„Dieser Fährenbetrieb nach Italien muss aufhören“
Migration. EU-Außenminister beschließen Exportverbot von Schlauchbooten nach Libyen / Zahl der Migranten steigt weiter / Kurz bekräftigt Forderung
Vielleicht war es nur ein bewusst gestreutes Gerücht – vielleicht aber auch ein Signal dafür, dass Italien die Reißleine ziehen will: Mehr als 100.000 Migranten und Flüchtlinge sind heuer bereits in Europa angekommen, knapp 90.000 davon in Italien. Alle Aufnahmezentren im Land sind überfüllt, aber die Verteilung der Asylsuchenden auf die anderen Länder Europas kommt kaum voran. Da sorgte plötzlich eine Meldung für Aufregung, just während die EU-Außenminister gestern nach Lösungen in der Migrationskrise suchten: Italien erwäge die Ausgabe von temporären Visa für Migranten, hieß es aus römischen Parlamentskreisen. Damit hätten Tausende Migranten die Möglichkeit, das Land zu verlassen.
„Das ist natürlich absurd. Dann würden wir nötigenfalls die Brennergrenze schließen“, konterte darauf sofort Außenminister Sebastian Kurz. Er wies allerdings ebenso wie sein italienischer Amtskollege Alfano zurück, dass diese Ankündigung beim EU-Außenministergipfel überhaupt Thema gewesen sei. Für Kurz aber steht in jedem Fall fest: „Das Weiterwinken von illegalen Migranten ist der falsche Ansatz.“
Ziel sei vielmehr, die Mittelmeerroute für Migranten zu schließen. Einmal mehr beharrte Kurz darauf, „dass die Rettung aus dem Mittelmeer kein Ticket nach Europa sein darf “. Er sprach von einem regelrechten „Fährenbetrieb“nach Italien, der eingestellt werden müsse.

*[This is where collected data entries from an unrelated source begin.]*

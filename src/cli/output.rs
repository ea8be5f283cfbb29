use anyhow::Result;
use navsearch::{ItemSummary, SellerSummary};
use serde::Serialize;

use crate::workflow::{ScrollReport, SearchReport};

/// Result of one subcommand.
#[derive(Debug, Serialize)]
#[serde(untagged)]
pub(crate) enum Report {
	Search(SearchReport),
	Scroll(ScrollReport),
}

/// Print a plain-text representation of the report.
pub(crate) fn print_plain(report: &Report) {
	print!("{}", format_plain(report));
}

pub(crate) fn format_plain(report: &Report) -> String {
	match report {
		Report::Search(report) => format_search(report),
		Report::Scroll(report) => format_scroll(report),
	}
}

fn format_search(report: &SearchReport) -> String {
	let mut lines = Vec::new();
	let Some(results) = &report.results else {
		lines.push(format!(
			"Query too short, nothing searched (query: '{}')",
			report.query.text
		));
		return finish(lines);
	};

	lines.push(format!(
		"Results for '{}' in {} (generation {}, {} attempt{})",
		report.query.text,
		report.query.scope,
		results.generation,
		report.attempts,
		if report.attempts == 1 { "" } else { "s" }
	));
	if let Some(items) = &results.items {
		lines.push(format!("Items ({}):", items.len()));
		lines.extend(items.iter().map(item_line));
		if items.is_empty() {
			lines.push("  (none)".to_string());
		}
	}
	if let Some(sellers) = &results.sellers {
		lines.push(format!("Sellers ({}):", sellers.len()));
		lines.extend(sellers.iter().map(seller_line));
		if sellers.is_empty() {
			lines.push("  (none)".to_string());
		}
	}
	if let Some(view_all) = &report.view_all {
		lines.push(format!("View all: {}", view_all.href()));
	}
	finish(lines)
}

fn item_line(item: &ItemSummary) -> String {
	let name = item.name.as_deref().unwrap_or("(unnamed)");
	match item.price {
		Some(price) => format!("  {name}  {price:.2}  /items/{}", item.id),
		None => format!("  {name}  /items/{}", item.id),
	}
}

fn seller_line(seller: &SellerSummary) -> String {
	let name = seller.name.as_deref().unwrap_or("(unnamed)");
	format!("  {name}  /sellers/{}", seller.id)
}

fn format_scroll(report: &ScrollReport) -> String {
	let mut lines: Vec<String> = report
		.frames
		.iter()
		.map(|frame| {
			let marker = if frame.changed { " *" } else { "" };
			format!("{:>8.1}  {:?}{marker}", frame.offset, frame.mode)
		})
		.collect();
	lines.push(format!("Final mode: {:?}", report.final_mode));
	finish(lines)
}

fn finish(lines: Vec<String>) -> String {
	let mut out = lines.join("\n");
	out.push('\n');
	out
}

/// Format the report as a JSON string.
pub(crate) fn format_report_json(report: &Report) -> Result<String> {
	Ok(serde_json::to_string_pretty(report)?)
}

/// Print the JSON representation of the report.
pub(crate) fn print_json(report: &Report) -> Result<()> {
	println!("{}", format_report_json(report)?);
	Ok(())
}
use std::sync::Arc;

use tokio::runtime::{Handle, TryCurrentError};
use tokio::sync::mpsc::{self, UnboundedReceiver, UnboundedSender, error::TryRecvError};
use tracing::{debug, trace, warn};

use super::commands::{MergeOutcome, SubQueryOutcome};
use super::generation::GenerationTracker;
use super::worker::dispatch;
use crate::systems::remote::CollectionSource;
use crate::types::{CollectionHits, ResultSet, SearchAttempt};

/// Fans a search attempt out to its collections and merges the answers.
///
/// The aggregator is the only writer of the [`ResultSet`]. Every merge is
/// gated on the tracker, so a late answer for an older attempt can never
/// replace rows produced by a newer one.
pub struct QueryAggregator {
	source: Arc<dyn CollectionSource>,
	runtime: Handle,
	limit: usize,
	tx: UnboundedSender<SubQueryOutcome>,
	rx: UnboundedReceiver<SubQueryOutcome>,
	results: Option<ResultSet>,
}

impl QueryAggregator {
	/// Create an aggregator bound to the tokio runtime of the caller.
	pub fn new(source: Arc<dyn CollectionSource>, limit: usize) -> Result<Self, TryCurrentError> {
		Ok(Self::with_runtime(source, limit, Handle::try_current()?))
	}

	pub fn with_runtime(source: Arc<dyn CollectionSource>, limit: usize, runtime: Handle) -> Self {
		let (tx, rx) = mpsc::unbounded_channel();
		Self {
			source,
			runtime,
			limit,
			tx,
			rx,
			results: None,
		}
	}

	/// Replace the visible set with a loading set for `attempt` and issue its
	/// sub-queries. Loading is visible before any request completes.
	pub fn search(&mut self, attempt: &SearchAttempt) {
		self.results = Some(ResultSet::loading(attempt.generation, attempt.query.scope));
		dispatch(&self.runtime, &self.source, attempt, self.limit, &self.tx);
	}

	/// Merge one outcome if it belongs to the current generation.
	pub fn apply(&mut self, outcome: SubQueryOutcome, tracker: &GenerationTracker) -> MergeOutcome {
		let SubQueryOutcome {
			generation,
			collection,
			result,
		} = outcome;

		let Some(results) = self
			.results
			.as_mut()
			.filter(|results| tracker.is_current(generation) && results.generation == generation)
		else {
			trace!(%generation, %collection, "dropping stale sub-query outcome");
			return MergeOutcome::Stale;
		};

		let (hits, merge) = match result {
			Ok(hits) if hits.collection() == collection => {
				let rows = hits.len();
				(hits, MergeOutcome::Merged { collection, rows })
			}
			Ok(hits) => {
				warn!(
					%generation,
					%collection,
					answered = %hits.collection(),
					"collection answered with rows of another collection"
				);
				(CollectionHits::empty(collection), MergeOutcome::Failed { collection })
			}
			Err(err) => {
				warn!(%generation, %collection, error = %err, "sub-query failed; showing no rows");
				(CollectionHits::empty(collection), MergeOutcome::Failed { collection })
			}
		};

		if !results.settle(hits) {
			return MergeOutcome::Ignored;
		}
		if !results.loading {
			debug!(%generation, total = results.total(), "search settled");
		}
		merge
	}

	/// Merge every outcome that is already waiting. Returns whether the
	/// visible set changed.
	pub fn pump(&mut self, tracker: &GenerationTracker) -> bool {
		let mut changed = false;
		loop {
			match self.rx.try_recv() {
				Ok(outcome) => changed |= self.apply(outcome, tracker).changed(),
				Err(TryRecvError::Empty) | Err(TryRecvError::Disconnected) => break,
			}
		}
		changed
	}

	/// Wait for the next outcome of any generation.
	pub async fn recv_outcome(&mut self) -> Option<SubQueryOutcome> {
		self.rx.recv().await
	}

	/// Drop the visible set. In-flight answers stay harmless because the
	/// caller retires their generation.
	pub fn clear(&mut self) {
		self.results = None;
	}

	pub fn results(&self) -> Option<&ResultSet> {
		self.results.as_ref()
	}

	pub fn limit(&self) -> usize {
		self.limit
	}
}

#[cfg(test)]
mod tests {
	use std::time::Instant;

	use pretty_assertions::assert_eq;

	use super::*;
	use crate::systems::remote::RemoteError;
	use crate::systems::search::test_support::{ScriptedSource, item, seller};
	use crate::types::{Collection, Generation, SearchQuery, SearchScope};

	fn attempt(tracker: &mut GenerationTracker, text: &str, scope: SearchScope) -> SearchAttempt {
		SearchAttempt {
			generation: tracker.next_generation(),
			query: SearchQuery::new(text, scope),
			issued_at: Instant::now(),
		}
	}

	async fn apply_next(
		aggregator: &mut QueryAggregator,
		tracker: &GenerationTracker,
	) -> MergeOutcome {
		let outcome = aggregator.recv_outcome().await.expect("outcome");
		aggregator.apply(outcome, tracker)
	}

	#[tokio::test]
	async fn loading_is_marked_before_any_answer() {
		let source = ScriptedSource::new();
		let _gate = source.gate(Collection::Items, "desk");
		let mut tracker = GenerationTracker::new();
		let mut aggregator = QueryAggregator::new(source.clone(), 8).unwrap();

		aggregator.search(&attempt(&mut tracker, "desk", SearchScope::Items));

		let results = aggregator.results().unwrap();
		assert!(results.loading);
		assert_eq!(results.items, None);
		assert_eq!(results.sellers, None);
	}

	#[tokio::test]
	async fn scope_selects_collections() {
		let source = ScriptedSource::new();
		let mut tracker = GenerationTracker::new();
		let mut aggregator = QueryAggregator::new(source.clone(), 5).unwrap();

		aggregator.search(&attempt(&mut tracker, "lamp", SearchScope::Sellers));
		assert!(matches!(
			apply_next(&mut aggregator, &tracker).await,
			MergeOutcome::Merged { collection: Collection::Sellers, .. }
		));

		assert_eq!(source.calls(), vec![(Collection::Sellers, "lamp".to_string(), 5)]);
		let results = aggregator.results().unwrap();
		assert_eq!(results.items, None);
		assert_eq!(results.sellers, Some(Vec::new()));
		assert!(!results.loading);
	}

	#[tokio::test]
	async fn partial_results_render_in_arrival_order() {
		let source = ScriptedSource::new();
		let items = source.gate(Collection::Items, "phone");
		let sellers = source.gate(Collection::Sellers, "phone");
		let mut tracker = GenerationTracker::new();
		let mut aggregator = QueryAggregator::new(source.clone(), 8).unwrap();

		aggregator.search(&attempt(&mut tracker, "phone", SearchScope::All));

		sellers.release(Ok(seller_hits(&["s1"])));
		apply_next(&mut aggregator, &tracker).await;
		let results = aggregator.results().unwrap();
		assert_eq!(results.seller_count(), 1);
		assert_eq!(results.items, None);
		assert!(results.loading);

		items.release(Ok(item_hits(&["i1", "i2"])));
		apply_next(&mut aggregator, &tracker).await;
		let results = aggregator.results().unwrap();
		assert_eq!(results.item_count(), 2);
		assert!(!results.loading);
	}

	#[tokio::test]
	async fn late_answer_for_older_generation_is_dropped() {
		let source = ScriptedSource::new();
		let old = source.gate(Collection::Items, "pho");
		let new = source.gate(Collection::Items, "phon");
		let mut tracker = GenerationTracker::new();
		let mut aggregator = QueryAggregator::new(source.clone(), 8).unwrap();

		aggregator.search(&attempt(&mut tracker, "pho", SearchScope::Items));
		aggregator.search(&attempt(&mut tracker, "phon", SearchScope::Items));

		new.release(Ok(item_hits(&["phon-1"])));
		assert!(apply_next(&mut aggregator, &tracker).await.changed());

		old.release(Ok(item_hits(&["pho-1", "pho-2"])));
		assert_eq!(apply_next(&mut aggregator, &tracker).await, MergeOutcome::Stale);

		let results = aggregator.results().unwrap();
		assert_eq!(results.generation, Generation(2));
		assert_eq!(results.items, Some(vec![item("phon-1")]));
	}

	#[tokio::test]
	async fn failed_collection_does_not_blank_the_other() {
		let source = ScriptedSource::new();
		let items = source.gate(Collection::Items, "chair");
		let sellers = source.gate(Collection::Sellers, "chair");
		let mut tracker = GenerationTracker::new();
		let mut aggregator = QueryAggregator::new(source.clone(), 8).unwrap();

		aggregator.search(&attempt(&mut tracker, "chair", SearchScope::All));

		sellers.release(Ok(seller_hits(&["s1"])));
		apply_next(&mut aggregator, &tracker).await;
		items.release(Err(RemoteError::Rejected {
			collection: Collection::Items,
			message: None,
		}));
		assert_eq!(
			apply_next(&mut aggregator, &tracker).await,
			MergeOutcome::Failed {
				collection: Collection::Items
			}
		);

		let results = aggregator.results().unwrap();
		assert_eq!(results.items, Some(Vec::new()));
		assert_eq!(results.sellers, Some(vec![seller("s1")]));
		assert!(!results.loading);
	}

	#[tokio::test]
	async fn mismatched_collection_is_treated_as_failure() {
		let source = ScriptedSource::new();
		let items = source.gate(Collection::Items, "sofa");
		let mut tracker = GenerationTracker::new();
		let mut aggregator = QueryAggregator::new(source.clone(), 8).unwrap();

		aggregator.search(&attempt(&mut tracker, "sofa", SearchScope::Items));
		items.release(Ok(seller_hits(&["wrong"])));

		assert!(matches!(
			apply_next(&mut aggregator, &tracker).await,
			MergeOutcome::Failed { .. }
		));
		assert_eq!(aggregator.results().unwrap().items, Some(Vec::new()));
	}

	#[tokio::test]
	async fn pump_drains_ready_outcomes_without_blocking() {
		let source = ScriptedSource::new();
		let mut tracker = GenerationTracker::new();
		let mut aggregator = QueryAggregator::new(source.clone(), 8).unwrap();

		assert!(!aggregator.pump(&tracker));
		aggregator.search(&attempt(&mut tracker, "rug", SearchScope::All));

		// Let the spawned tasks run to completion.
		for _ in 0..8 {
			tokio::task::yield_now().await;
		}
		assert!(aggregator.pump(&tracker));
		assert!(!aggregator.results().unwrap().loading);
	}

	#[tokio::test]
	async fn invalidated_generation_answers_are_ignored_after_clear() {
		let source = ScriptedSource::new();
		let items = source.gate(Collection::Items, "bed");
		let mut tracker = GenerationTracker::new();
		let mut aggregator = QueryAggregator::new(source.clone(), 8).unwrap();

		aggregator.search(&attempt(&mut tracker, "bed", SearchScope::Items));
		tracker.invalidate();
		aggregator.clear();

		items.release(Ok(item_hits(&["bed-1"])));
		assert_eq!(apply_next(&mut aggregator, &tracker).await, MergeOutcome::Stale);
		assert!(aggregator.results().is_none());
	}

	fn item_hits(ids: &[&str]) -> CollectionHits {
		CollectionHits::Items(ids.iter().map(|id| item(id)).collect())
	}

	fn seller_hits(ids: &[&str]) -> CollectionHits {
		CollectionHits::Sellers(ids.iter().map(|id| seller(id)).collect())
	}
}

Rund ein Drittel der schiff brüchigen Migranten im Mittelmeer wurde zuletzt von privaten Hilfsorganisationen (NGOs) gerettet. Die Mehrheit hingegen wurde von der italienischen Küstenwache, von Handelsschiffen und Schiffen der beiden EUMissionen Sophia und Triton geborgen und nach Italien gebracht. Als Zeichen des Protests konnte also gewertet werden, dass Italien gestern nicht wie erwartet der Verlängerung der EU-Mission Sophia zustimmte. Diese Bremse hat aber eher Symbol-Charakter: Bis Ende des Monats ist noch Zeit für die Verlängerung, in der EU geht man davon aus, dass dies auch geschehen wird.
Grünes Licht gab es für einen besseren Grenzschutz in Libyen. Dabei werden die li- byschen Behörden beim Management der extrem durchlässigen Grenze im Süden des Landes, der Rechtsdurchsetzung und der Verbrechensjustiz unterstützt.
Milliardengewinne
Ziel der EU ist es, den Schleusern das Geschäftsmodell zu zerschlagen. Mindestens 1,6 Milliarden Euro haben die Menschenhändler im Vorjahr mit dem Schleppen von Menschen verdient. Ab sofort soll deshalb auch der Export von Schlauchbooten und Außenbootmotoren nach Libyen verboten werden. Auf keinen Widerhall stieß hingegen die Forderung von Außenminister Kurz, Migranten nach Ägypten zurückzuschicken. Nötig sei nur ein „ordentliches Angebot an Ägypten“, zumal es sich nur um die Aufnahme weniger 10.000 Menschen handle.